Write out again, exactly, the lines below starting at the one with "and is executable" and ending at the one with "load did not".

[Records supplied Boundary: Start]

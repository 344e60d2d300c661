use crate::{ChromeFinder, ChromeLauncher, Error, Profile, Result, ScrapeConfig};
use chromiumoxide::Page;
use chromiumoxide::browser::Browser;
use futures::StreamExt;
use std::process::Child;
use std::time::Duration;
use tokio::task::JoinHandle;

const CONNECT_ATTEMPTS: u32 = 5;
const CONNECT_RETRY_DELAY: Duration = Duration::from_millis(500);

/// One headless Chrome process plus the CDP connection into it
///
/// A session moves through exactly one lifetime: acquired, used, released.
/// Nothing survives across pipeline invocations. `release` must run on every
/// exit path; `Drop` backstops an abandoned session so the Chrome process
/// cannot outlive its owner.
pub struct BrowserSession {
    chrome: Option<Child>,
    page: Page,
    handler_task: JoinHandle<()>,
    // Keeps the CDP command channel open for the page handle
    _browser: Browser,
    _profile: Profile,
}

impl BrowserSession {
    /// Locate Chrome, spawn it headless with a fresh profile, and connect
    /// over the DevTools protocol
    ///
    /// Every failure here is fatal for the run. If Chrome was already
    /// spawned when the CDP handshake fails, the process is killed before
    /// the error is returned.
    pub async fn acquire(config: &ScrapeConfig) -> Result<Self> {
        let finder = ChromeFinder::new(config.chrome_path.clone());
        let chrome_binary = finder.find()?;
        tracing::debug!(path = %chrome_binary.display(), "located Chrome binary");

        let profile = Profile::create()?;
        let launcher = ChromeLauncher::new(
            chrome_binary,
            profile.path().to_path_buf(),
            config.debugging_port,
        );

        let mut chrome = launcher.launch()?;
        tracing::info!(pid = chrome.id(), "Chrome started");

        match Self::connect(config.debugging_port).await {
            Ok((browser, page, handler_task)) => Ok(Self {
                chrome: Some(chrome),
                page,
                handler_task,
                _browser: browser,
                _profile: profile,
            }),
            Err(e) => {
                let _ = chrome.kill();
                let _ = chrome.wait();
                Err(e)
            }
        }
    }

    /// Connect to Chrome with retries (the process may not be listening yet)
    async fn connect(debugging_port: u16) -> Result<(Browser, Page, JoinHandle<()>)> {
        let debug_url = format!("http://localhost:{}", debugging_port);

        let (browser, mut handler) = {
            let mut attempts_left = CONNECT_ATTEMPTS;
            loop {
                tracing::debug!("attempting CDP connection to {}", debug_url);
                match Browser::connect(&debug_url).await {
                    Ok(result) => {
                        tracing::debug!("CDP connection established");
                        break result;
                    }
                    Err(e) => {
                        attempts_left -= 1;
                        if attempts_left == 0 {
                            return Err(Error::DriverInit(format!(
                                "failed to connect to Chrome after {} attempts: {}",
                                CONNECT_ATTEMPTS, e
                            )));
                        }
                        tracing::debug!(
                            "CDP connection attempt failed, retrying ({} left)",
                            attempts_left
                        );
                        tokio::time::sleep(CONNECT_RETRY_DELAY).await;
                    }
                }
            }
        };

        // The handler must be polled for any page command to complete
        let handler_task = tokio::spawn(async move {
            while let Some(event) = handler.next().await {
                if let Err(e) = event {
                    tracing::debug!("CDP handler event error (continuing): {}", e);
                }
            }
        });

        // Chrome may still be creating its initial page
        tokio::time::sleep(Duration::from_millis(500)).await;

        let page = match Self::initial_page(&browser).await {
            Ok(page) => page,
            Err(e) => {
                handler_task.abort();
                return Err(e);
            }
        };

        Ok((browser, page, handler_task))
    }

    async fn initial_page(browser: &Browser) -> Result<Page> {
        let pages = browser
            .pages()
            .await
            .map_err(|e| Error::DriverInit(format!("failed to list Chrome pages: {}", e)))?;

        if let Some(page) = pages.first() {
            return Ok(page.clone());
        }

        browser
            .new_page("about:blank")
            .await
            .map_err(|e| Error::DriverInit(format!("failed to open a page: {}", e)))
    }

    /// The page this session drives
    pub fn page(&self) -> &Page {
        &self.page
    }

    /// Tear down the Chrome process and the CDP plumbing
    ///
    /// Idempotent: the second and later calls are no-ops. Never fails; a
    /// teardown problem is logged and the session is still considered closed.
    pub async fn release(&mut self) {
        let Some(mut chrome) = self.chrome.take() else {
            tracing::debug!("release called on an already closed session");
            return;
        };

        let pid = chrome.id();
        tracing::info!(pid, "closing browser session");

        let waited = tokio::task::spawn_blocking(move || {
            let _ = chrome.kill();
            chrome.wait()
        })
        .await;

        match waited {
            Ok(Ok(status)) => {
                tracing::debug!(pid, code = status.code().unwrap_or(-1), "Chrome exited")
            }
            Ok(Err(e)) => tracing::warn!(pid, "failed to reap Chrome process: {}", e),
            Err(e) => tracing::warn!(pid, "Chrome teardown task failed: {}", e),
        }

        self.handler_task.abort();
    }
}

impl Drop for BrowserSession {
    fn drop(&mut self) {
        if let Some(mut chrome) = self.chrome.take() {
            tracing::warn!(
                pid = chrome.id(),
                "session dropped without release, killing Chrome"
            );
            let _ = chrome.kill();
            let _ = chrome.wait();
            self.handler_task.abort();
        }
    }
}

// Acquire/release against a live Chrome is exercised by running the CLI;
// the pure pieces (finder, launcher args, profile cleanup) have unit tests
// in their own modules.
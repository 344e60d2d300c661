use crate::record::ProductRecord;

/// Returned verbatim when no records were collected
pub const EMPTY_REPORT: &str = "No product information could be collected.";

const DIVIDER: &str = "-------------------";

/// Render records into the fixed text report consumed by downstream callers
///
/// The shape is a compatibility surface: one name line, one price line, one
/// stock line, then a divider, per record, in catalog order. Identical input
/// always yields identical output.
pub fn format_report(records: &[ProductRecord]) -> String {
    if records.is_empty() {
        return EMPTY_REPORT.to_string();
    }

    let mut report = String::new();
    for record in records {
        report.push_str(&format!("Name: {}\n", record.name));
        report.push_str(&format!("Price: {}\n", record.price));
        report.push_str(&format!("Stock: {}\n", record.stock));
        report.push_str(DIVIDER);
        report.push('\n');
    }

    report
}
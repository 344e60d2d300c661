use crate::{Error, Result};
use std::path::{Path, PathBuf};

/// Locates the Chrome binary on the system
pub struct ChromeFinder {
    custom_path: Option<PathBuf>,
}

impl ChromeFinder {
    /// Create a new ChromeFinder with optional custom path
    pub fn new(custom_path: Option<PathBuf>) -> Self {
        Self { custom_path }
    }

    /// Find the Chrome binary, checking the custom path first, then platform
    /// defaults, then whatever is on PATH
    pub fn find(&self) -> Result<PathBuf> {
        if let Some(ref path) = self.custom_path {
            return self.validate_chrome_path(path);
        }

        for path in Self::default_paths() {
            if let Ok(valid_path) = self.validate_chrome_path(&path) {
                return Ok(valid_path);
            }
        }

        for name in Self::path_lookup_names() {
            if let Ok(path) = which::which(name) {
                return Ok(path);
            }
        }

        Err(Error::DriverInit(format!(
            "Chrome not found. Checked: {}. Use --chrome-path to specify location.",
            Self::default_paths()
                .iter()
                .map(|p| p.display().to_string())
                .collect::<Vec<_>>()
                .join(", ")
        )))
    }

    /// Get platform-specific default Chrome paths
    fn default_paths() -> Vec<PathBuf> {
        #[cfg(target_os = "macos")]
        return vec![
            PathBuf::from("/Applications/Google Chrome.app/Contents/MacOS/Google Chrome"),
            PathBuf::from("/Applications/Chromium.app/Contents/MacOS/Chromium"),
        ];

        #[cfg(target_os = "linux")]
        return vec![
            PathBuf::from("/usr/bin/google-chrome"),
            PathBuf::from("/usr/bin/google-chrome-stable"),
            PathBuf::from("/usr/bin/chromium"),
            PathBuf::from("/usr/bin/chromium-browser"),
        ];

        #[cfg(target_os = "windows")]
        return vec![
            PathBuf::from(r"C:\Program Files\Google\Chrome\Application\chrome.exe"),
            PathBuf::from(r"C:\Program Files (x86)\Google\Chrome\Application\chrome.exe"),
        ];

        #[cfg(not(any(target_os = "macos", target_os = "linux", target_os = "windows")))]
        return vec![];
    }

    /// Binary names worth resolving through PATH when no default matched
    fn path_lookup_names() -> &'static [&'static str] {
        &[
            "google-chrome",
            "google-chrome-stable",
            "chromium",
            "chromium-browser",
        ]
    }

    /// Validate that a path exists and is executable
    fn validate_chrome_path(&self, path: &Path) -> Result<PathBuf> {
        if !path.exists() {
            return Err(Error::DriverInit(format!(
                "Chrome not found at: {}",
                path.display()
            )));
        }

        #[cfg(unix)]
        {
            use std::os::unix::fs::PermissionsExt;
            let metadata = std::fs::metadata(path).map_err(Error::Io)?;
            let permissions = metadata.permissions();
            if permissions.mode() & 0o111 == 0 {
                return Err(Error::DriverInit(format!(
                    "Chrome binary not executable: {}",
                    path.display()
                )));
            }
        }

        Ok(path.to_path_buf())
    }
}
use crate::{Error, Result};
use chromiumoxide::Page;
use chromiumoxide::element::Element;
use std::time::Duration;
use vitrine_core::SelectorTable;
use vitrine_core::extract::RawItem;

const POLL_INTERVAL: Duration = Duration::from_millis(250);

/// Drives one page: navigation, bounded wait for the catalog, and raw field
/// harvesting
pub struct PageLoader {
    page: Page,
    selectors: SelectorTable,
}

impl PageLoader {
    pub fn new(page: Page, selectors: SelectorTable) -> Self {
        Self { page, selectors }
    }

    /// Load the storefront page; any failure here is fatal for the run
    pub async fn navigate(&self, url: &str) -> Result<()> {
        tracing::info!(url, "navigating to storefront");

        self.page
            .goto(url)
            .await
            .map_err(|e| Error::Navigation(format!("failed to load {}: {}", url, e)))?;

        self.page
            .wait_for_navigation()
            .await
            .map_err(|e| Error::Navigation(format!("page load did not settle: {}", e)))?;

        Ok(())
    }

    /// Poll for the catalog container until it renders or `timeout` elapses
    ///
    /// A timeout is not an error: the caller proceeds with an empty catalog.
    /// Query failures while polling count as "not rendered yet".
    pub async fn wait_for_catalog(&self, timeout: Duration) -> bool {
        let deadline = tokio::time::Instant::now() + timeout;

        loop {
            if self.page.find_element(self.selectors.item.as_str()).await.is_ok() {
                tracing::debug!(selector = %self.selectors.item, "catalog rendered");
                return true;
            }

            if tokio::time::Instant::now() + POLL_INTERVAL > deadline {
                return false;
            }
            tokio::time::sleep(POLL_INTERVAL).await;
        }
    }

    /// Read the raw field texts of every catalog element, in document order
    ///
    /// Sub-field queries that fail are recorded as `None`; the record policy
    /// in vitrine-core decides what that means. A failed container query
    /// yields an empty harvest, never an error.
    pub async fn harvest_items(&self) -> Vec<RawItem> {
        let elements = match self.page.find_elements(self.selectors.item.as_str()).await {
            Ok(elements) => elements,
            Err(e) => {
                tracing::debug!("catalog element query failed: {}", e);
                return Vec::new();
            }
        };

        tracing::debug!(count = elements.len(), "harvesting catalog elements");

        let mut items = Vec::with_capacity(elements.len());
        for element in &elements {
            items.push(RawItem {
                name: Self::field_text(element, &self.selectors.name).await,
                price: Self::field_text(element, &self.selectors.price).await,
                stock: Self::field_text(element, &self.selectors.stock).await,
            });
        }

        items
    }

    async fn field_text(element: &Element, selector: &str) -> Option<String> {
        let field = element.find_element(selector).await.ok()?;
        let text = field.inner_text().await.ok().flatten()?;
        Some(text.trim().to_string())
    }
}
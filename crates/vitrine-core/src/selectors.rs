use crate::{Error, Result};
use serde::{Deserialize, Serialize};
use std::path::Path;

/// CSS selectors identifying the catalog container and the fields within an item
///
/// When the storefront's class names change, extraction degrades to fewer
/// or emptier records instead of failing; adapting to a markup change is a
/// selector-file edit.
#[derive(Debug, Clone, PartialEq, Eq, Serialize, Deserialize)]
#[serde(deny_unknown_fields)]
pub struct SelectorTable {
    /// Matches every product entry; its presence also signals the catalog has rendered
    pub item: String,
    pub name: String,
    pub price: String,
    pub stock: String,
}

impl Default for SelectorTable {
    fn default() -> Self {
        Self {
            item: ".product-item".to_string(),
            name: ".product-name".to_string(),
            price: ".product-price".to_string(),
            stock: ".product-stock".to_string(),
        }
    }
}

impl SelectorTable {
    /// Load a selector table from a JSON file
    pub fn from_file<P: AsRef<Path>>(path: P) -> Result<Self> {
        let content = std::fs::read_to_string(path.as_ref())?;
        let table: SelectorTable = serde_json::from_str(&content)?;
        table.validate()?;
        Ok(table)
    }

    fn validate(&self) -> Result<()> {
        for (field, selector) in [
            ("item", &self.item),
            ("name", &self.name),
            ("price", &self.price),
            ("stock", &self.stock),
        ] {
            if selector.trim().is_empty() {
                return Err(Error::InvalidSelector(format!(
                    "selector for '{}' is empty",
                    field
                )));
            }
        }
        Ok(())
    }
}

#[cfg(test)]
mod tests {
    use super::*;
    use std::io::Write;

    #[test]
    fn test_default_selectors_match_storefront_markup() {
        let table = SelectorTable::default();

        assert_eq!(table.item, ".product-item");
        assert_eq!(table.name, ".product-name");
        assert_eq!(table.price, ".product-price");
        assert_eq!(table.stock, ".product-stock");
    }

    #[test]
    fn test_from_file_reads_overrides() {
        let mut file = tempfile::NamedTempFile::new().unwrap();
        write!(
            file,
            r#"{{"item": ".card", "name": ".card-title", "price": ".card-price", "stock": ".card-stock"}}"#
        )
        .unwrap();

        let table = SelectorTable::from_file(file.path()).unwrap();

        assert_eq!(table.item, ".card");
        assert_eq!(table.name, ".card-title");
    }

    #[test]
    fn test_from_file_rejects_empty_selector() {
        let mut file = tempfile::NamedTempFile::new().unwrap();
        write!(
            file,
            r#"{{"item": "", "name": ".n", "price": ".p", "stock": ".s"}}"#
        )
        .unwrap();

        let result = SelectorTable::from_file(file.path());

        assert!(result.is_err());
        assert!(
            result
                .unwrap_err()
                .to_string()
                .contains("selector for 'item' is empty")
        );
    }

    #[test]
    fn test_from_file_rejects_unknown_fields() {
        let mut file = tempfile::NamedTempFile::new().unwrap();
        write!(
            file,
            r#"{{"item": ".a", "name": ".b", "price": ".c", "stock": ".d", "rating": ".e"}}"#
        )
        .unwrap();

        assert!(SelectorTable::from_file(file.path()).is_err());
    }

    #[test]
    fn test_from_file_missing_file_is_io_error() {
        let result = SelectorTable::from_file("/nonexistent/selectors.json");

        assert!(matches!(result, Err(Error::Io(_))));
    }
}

[Records supplied Boundary: End]

-- Worked solution --
    /// Validate that a path exists and is executable
    fn validate_chrome_path(&self, path: &Path) -> Result<PathBuf> {
        if !path.exists() {
            return Err(Error::DriverInit(format!(
                "Chrome not found at: {}",
                path.display()
            )));
        }

        #[cfg(unix)]
        {
            use std::os::unix::fs::PermissionsExt;
            let metadata = std::fs::metadata(path).map_err(Error::Io)?;
            let permissions = metadata.permissions();
            if permissions.mode() & 0o111 == 0 {
                return Err(Error::DriverInit(format!(
                    "Chrome binary not executable: {}",
                    path.display()
                )));
            }
        }

        Ok(path.to_path_buf())
    }
}
use crate::{Error, Result};
use chromiumoxide::Page;
use chromiumoxide::element::Element;
use std::time::Duration;
use vitrine_core::SelectorTable;
use vitrine_core::extract::RawItem;

const POLL_INTERVAL: Duration = Duration::from_millis(250);

/// Drives one page: navigation, bounded wait for the catalog, and raw field
/// harvesting
pub struct PageLoader {
    page: Page,
    selectors: SelectorTable,
}

impl PageLoader {
    pub fn new(page: Page, selectors: SelectorTable) -> Self {
        Self { page, selectors }
    }

    /// Load the storefront page; any failure here is fatal for the run
    pub async fn navigate(&self, url: &str) -> Result<()> {
        tracing::info!(url, "navigating to storefront");

        self.page
            .goto(url)
            .await
            .map_err(|e| Error::Navigation(format!("failed to load {}: {}", url, e)))?;

        self.page
            .wait_for_navigation()
            .await
            .map_err(|e| Error::Navigation(format!("page load did not settle: {}", e)))?;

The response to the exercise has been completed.